In the entries below, how many lines contain the string "struct"? State the number and nothing else.
Start of Given records
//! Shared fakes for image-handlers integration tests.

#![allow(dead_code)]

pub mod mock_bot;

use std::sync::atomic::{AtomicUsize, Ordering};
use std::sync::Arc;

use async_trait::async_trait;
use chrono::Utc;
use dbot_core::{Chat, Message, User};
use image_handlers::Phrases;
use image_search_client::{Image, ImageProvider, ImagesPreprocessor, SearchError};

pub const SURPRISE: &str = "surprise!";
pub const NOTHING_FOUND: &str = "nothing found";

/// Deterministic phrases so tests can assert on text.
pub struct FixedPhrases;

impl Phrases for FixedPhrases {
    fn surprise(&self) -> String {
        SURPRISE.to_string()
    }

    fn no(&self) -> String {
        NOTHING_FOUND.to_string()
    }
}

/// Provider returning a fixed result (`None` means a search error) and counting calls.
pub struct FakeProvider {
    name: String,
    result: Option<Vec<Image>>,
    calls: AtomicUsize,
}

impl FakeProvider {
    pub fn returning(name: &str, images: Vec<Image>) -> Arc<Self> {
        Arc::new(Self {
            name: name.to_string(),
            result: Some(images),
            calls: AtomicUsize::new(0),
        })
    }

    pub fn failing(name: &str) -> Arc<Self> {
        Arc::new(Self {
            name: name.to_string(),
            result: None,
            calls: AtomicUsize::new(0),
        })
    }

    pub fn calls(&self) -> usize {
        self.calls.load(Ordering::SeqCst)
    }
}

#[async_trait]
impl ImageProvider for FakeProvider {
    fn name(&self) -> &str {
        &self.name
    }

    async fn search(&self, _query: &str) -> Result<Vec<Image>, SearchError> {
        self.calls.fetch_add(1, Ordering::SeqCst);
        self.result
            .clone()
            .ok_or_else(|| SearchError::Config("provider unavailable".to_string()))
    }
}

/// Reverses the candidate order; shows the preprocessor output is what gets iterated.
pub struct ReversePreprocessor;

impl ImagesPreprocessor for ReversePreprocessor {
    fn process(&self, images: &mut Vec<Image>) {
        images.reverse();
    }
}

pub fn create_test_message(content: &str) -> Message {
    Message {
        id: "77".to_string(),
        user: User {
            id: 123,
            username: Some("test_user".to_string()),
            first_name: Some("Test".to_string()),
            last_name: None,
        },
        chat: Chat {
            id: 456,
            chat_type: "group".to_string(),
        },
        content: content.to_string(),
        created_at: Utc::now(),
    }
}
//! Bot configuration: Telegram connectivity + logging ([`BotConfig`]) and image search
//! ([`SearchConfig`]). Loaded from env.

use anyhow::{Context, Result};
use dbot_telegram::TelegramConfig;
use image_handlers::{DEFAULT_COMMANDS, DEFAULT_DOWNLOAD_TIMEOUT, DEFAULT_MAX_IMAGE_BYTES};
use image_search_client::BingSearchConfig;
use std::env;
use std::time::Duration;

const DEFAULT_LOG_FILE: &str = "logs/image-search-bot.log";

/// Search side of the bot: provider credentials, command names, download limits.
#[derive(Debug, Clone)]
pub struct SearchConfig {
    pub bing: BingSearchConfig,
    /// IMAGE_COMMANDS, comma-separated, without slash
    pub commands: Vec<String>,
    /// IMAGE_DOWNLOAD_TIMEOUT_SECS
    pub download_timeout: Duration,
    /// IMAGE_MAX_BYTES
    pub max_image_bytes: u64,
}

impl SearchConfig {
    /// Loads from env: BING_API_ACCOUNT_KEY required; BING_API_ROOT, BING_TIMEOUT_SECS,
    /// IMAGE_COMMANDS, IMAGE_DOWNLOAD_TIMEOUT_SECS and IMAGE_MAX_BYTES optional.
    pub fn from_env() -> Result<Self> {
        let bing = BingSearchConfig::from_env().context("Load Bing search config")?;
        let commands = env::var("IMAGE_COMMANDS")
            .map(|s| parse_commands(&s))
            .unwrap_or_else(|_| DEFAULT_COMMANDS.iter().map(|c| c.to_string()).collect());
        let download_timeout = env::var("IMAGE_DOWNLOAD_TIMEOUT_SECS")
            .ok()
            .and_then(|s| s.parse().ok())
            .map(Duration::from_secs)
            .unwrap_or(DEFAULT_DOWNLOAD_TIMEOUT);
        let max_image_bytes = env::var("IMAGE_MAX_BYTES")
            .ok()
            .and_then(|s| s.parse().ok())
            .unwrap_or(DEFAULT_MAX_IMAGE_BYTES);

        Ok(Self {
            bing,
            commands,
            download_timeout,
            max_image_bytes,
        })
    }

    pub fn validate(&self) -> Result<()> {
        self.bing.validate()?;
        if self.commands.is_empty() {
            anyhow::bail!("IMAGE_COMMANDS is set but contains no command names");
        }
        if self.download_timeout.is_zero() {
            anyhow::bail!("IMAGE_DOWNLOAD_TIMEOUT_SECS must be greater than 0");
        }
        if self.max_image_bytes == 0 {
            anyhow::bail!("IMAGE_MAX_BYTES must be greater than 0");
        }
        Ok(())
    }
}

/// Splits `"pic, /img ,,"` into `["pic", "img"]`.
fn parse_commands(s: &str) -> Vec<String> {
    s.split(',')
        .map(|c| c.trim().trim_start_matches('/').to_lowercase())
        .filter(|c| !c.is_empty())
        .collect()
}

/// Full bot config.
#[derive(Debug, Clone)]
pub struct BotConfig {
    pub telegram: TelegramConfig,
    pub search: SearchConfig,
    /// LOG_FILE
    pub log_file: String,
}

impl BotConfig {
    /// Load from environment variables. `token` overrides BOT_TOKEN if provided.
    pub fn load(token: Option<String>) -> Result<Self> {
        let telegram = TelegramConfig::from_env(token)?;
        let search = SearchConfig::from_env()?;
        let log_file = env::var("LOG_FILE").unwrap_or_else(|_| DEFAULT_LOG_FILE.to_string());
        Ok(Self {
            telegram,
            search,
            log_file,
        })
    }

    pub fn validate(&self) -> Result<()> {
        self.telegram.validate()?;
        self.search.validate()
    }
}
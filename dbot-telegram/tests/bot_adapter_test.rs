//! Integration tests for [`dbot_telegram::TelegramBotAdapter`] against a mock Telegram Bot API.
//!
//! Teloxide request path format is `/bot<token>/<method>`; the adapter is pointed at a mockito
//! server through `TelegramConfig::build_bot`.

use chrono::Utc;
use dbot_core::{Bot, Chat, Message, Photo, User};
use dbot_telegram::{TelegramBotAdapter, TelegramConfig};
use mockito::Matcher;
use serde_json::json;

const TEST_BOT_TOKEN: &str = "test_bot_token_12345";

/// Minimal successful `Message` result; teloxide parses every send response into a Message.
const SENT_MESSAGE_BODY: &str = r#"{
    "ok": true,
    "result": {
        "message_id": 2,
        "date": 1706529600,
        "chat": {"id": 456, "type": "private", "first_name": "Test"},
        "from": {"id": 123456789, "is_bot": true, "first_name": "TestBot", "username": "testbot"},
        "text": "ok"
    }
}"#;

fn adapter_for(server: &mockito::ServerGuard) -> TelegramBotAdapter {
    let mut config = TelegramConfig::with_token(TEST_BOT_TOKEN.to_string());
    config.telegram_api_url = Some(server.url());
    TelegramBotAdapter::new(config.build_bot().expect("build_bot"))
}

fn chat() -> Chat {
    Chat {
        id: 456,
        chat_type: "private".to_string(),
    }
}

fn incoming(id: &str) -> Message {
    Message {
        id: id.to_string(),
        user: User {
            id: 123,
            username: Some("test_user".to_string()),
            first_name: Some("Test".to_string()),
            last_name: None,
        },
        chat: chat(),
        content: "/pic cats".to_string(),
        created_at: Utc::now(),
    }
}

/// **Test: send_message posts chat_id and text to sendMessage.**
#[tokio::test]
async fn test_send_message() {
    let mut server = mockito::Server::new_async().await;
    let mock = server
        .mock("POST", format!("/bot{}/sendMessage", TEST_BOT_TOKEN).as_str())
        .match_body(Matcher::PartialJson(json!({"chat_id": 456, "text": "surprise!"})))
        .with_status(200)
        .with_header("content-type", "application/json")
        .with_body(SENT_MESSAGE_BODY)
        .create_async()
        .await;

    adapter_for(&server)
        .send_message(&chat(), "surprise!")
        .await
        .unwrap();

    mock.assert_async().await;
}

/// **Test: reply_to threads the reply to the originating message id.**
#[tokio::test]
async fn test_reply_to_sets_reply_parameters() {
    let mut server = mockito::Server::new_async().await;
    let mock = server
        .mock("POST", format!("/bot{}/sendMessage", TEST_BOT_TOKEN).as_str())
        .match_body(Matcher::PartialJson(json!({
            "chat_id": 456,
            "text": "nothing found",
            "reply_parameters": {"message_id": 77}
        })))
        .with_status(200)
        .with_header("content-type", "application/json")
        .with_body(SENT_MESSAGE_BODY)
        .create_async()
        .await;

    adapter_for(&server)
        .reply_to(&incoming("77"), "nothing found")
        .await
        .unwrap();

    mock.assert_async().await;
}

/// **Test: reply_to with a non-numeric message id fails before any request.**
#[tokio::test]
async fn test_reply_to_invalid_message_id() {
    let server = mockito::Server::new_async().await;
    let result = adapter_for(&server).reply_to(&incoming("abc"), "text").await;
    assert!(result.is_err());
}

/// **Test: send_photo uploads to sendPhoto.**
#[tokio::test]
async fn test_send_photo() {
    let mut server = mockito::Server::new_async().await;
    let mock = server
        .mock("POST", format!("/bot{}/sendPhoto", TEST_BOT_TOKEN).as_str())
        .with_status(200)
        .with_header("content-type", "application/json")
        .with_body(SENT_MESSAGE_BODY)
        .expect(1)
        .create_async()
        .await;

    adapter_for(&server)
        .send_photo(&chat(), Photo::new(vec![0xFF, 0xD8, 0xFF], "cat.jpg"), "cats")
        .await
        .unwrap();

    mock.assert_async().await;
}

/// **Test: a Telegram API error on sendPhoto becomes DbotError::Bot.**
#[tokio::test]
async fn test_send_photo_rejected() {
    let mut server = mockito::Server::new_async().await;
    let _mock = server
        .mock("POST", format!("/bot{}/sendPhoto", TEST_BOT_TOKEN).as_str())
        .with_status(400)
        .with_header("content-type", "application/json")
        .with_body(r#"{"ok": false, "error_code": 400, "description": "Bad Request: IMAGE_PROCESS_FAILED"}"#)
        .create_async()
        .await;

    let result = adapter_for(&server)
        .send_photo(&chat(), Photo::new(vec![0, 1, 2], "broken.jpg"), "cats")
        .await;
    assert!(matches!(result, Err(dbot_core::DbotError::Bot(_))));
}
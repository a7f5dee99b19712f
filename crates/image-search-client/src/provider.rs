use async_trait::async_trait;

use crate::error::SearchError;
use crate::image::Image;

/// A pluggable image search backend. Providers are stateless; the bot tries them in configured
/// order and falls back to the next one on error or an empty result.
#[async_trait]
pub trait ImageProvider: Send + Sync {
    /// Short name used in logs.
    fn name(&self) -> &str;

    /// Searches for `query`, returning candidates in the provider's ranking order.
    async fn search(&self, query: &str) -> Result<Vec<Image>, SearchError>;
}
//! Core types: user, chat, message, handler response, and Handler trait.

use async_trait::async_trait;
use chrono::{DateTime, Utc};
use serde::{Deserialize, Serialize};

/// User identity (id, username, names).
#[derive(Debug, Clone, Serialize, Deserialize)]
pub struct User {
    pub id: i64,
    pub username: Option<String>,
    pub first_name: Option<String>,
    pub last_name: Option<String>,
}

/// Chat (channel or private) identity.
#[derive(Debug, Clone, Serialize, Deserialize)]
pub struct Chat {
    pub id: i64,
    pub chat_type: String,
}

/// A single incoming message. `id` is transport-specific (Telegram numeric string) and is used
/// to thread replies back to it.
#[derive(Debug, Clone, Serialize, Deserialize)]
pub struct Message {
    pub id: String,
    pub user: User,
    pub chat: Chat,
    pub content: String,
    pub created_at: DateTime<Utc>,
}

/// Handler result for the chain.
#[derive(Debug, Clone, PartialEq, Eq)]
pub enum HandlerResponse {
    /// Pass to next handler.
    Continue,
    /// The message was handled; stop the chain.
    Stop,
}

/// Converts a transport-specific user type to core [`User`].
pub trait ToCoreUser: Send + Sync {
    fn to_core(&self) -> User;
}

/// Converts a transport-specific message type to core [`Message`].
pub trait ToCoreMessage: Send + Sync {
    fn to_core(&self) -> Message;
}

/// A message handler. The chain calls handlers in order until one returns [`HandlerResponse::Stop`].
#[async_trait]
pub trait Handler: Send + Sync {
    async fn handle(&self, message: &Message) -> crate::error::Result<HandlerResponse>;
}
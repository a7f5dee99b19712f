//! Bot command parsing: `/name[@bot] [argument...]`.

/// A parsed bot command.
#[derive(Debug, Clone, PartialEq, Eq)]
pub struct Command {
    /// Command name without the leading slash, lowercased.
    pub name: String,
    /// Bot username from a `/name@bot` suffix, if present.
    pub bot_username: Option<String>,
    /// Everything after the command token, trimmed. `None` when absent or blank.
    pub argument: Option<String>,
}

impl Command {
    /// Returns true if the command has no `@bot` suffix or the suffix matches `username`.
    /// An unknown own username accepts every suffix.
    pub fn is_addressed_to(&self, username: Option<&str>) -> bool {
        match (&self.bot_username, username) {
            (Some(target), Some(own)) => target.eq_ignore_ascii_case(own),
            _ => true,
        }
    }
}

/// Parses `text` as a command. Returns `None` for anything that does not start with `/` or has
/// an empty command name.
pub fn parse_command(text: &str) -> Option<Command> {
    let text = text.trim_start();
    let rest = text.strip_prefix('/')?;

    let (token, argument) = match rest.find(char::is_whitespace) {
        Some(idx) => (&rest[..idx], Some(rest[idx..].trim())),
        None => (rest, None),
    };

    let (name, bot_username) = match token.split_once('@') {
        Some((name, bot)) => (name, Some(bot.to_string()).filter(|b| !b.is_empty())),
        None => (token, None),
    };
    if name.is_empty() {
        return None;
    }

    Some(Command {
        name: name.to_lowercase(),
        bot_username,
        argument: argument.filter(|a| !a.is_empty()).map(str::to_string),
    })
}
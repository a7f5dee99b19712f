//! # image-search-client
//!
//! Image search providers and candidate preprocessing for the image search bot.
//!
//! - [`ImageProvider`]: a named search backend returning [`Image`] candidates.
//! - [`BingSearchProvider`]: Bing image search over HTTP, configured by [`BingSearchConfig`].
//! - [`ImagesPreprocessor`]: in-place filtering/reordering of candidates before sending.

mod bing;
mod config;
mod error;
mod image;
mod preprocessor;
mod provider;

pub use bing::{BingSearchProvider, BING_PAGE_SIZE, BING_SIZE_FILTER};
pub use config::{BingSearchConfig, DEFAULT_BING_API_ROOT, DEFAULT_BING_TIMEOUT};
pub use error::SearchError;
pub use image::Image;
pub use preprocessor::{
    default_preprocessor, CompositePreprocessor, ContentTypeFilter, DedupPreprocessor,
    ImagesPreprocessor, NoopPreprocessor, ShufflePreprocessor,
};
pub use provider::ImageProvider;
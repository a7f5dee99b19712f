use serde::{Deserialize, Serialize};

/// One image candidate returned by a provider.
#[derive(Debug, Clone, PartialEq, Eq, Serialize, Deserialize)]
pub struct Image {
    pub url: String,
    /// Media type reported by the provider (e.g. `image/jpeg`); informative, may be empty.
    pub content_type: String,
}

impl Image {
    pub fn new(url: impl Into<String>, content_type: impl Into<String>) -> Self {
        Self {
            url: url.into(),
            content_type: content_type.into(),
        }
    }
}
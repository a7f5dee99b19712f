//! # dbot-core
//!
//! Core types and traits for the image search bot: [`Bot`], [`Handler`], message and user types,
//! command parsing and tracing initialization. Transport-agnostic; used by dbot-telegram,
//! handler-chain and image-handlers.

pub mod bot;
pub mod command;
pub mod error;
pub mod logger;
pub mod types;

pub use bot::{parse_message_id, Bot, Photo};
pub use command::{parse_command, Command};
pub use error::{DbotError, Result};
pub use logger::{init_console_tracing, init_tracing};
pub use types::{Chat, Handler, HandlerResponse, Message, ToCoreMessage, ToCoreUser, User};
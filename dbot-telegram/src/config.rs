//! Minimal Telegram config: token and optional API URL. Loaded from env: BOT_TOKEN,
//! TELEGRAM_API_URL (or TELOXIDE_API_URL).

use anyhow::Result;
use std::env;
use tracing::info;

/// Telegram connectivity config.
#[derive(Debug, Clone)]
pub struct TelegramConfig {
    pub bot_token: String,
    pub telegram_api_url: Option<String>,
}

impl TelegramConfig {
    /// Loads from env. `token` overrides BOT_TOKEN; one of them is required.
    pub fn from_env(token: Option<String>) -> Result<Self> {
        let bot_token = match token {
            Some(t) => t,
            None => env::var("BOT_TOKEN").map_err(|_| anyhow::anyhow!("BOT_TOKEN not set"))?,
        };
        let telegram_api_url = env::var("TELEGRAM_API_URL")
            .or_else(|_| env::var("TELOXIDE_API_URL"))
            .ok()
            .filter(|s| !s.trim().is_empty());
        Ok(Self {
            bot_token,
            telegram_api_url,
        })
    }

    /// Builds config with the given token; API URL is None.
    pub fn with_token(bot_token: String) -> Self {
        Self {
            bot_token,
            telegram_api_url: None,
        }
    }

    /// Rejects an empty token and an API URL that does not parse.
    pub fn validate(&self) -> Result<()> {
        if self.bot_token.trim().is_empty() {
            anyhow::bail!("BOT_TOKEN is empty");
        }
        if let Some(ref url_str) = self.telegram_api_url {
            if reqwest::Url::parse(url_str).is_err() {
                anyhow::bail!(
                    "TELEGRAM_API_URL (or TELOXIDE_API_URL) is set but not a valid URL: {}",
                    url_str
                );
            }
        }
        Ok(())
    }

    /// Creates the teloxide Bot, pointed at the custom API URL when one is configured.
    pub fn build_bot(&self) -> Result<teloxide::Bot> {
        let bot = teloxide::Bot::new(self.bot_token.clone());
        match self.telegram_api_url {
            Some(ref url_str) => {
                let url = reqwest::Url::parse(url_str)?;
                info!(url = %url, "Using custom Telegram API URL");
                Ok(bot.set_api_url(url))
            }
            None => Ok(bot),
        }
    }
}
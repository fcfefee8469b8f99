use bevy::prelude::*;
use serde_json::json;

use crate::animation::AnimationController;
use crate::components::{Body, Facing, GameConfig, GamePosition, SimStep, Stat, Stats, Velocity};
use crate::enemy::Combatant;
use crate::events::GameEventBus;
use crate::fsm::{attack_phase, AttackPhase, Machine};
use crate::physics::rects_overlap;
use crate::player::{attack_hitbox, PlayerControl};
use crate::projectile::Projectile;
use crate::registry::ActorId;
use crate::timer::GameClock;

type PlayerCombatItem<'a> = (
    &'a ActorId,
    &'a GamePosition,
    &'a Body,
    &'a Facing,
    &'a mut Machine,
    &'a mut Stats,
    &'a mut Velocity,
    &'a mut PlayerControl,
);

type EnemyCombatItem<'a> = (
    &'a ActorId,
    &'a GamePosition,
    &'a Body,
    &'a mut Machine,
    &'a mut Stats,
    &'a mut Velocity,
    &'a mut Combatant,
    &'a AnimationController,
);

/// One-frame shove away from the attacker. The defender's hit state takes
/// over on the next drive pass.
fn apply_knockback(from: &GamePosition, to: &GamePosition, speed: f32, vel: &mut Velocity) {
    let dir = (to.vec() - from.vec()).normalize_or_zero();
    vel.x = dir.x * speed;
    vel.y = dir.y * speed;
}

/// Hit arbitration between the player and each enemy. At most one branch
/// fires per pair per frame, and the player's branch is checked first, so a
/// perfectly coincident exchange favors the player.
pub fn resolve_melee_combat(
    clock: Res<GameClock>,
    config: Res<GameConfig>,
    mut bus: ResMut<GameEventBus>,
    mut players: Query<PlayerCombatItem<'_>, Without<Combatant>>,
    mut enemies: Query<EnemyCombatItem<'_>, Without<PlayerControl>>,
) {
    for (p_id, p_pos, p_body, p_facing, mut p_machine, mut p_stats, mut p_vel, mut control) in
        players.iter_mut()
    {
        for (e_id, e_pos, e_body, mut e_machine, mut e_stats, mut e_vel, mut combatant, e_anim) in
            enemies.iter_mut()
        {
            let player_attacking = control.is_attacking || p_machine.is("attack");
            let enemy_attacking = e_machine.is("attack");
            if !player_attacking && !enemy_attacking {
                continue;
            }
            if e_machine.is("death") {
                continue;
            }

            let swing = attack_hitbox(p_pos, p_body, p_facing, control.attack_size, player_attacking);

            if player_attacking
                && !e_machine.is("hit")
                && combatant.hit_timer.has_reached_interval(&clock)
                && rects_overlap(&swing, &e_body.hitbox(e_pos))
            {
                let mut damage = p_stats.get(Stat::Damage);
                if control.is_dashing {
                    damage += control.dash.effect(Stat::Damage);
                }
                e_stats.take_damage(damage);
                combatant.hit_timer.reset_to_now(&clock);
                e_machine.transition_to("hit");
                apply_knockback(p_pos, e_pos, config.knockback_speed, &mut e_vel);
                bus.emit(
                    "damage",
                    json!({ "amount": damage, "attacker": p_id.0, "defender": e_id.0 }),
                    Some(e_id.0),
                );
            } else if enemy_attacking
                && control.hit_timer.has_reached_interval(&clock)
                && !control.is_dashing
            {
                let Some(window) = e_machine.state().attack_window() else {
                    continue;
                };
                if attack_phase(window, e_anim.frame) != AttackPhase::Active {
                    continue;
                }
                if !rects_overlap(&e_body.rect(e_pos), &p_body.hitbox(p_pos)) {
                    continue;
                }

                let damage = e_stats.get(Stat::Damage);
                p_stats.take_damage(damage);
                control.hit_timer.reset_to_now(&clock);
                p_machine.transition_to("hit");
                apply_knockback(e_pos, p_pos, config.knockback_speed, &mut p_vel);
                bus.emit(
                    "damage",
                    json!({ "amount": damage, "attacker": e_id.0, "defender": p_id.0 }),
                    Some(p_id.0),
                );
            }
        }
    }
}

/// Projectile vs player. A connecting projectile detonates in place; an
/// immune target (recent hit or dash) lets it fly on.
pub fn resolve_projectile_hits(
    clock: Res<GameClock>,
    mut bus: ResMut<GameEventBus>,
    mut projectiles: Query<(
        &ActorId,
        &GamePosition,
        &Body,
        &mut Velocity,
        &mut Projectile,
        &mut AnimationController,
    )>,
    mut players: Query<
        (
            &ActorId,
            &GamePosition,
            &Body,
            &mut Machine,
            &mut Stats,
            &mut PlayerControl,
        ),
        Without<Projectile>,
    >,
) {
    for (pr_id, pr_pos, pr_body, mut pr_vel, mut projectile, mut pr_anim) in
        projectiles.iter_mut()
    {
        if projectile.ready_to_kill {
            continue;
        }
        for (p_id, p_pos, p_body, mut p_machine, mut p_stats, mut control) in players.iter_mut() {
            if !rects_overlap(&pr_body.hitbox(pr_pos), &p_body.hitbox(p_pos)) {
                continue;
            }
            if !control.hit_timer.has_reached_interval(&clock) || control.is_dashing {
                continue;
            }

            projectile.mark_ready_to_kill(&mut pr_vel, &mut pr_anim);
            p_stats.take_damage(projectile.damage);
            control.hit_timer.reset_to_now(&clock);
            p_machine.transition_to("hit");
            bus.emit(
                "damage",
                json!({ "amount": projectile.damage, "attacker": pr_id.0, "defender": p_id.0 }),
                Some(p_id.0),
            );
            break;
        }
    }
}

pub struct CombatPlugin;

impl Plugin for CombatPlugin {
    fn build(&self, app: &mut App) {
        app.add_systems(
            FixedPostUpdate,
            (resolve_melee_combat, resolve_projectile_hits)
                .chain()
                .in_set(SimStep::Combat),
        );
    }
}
End of Given records
> [Result for this task]:
12